§ Given entries

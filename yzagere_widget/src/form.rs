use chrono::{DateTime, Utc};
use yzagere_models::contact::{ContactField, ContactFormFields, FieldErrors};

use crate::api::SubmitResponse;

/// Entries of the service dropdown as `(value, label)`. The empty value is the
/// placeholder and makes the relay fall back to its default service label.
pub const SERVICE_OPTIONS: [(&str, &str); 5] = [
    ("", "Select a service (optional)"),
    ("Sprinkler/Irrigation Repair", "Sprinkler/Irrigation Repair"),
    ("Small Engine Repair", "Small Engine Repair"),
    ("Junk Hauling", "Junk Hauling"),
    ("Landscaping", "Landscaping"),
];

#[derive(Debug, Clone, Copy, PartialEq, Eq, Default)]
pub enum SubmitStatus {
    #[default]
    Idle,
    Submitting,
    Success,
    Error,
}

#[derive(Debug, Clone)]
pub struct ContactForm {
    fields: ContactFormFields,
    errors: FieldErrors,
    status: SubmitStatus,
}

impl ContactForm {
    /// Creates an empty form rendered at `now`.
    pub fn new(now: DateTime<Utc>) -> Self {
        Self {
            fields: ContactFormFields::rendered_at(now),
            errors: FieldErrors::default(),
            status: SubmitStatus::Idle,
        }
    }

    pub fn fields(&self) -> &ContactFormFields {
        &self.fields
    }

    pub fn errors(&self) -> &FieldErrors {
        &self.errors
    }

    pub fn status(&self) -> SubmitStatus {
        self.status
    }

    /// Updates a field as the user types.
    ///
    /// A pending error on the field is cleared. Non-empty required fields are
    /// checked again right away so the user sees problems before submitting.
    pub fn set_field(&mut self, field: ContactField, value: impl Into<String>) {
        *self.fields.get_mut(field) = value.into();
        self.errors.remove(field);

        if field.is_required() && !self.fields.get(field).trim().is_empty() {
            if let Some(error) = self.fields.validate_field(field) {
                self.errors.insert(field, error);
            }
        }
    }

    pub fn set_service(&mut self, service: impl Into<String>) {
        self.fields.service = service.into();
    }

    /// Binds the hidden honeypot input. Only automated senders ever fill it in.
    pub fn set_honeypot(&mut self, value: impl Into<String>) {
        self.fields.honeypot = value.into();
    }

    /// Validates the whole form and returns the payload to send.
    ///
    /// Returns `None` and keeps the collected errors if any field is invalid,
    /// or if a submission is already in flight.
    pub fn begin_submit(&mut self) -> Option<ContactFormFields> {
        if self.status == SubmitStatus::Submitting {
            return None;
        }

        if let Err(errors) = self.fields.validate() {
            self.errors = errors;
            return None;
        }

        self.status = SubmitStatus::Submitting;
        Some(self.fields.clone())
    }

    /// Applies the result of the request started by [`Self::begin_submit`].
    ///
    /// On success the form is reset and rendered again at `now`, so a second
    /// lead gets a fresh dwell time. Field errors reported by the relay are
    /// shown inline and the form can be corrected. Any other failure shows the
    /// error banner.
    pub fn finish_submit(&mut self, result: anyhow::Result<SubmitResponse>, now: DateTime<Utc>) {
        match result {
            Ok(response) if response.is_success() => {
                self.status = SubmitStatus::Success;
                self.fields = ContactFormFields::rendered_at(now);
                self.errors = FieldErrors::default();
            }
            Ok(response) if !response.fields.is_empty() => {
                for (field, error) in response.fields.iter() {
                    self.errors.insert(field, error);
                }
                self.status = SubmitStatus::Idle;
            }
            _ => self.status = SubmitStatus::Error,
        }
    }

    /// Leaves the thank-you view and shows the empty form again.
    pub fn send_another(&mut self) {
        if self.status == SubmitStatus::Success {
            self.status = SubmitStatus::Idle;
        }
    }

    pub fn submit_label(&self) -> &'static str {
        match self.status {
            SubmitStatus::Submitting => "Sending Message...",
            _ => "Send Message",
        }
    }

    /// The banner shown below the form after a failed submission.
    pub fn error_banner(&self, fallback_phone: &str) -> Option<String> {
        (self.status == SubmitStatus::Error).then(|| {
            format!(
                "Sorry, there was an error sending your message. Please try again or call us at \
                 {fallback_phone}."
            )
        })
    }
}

§ What needs to be done
From the listing, copy every line where the string "derive" appears.

§ The completed task
#[derive(Debug, Clone, Copy, PartialEq, Eq, Default)]
#[derive(Debug, Clone)]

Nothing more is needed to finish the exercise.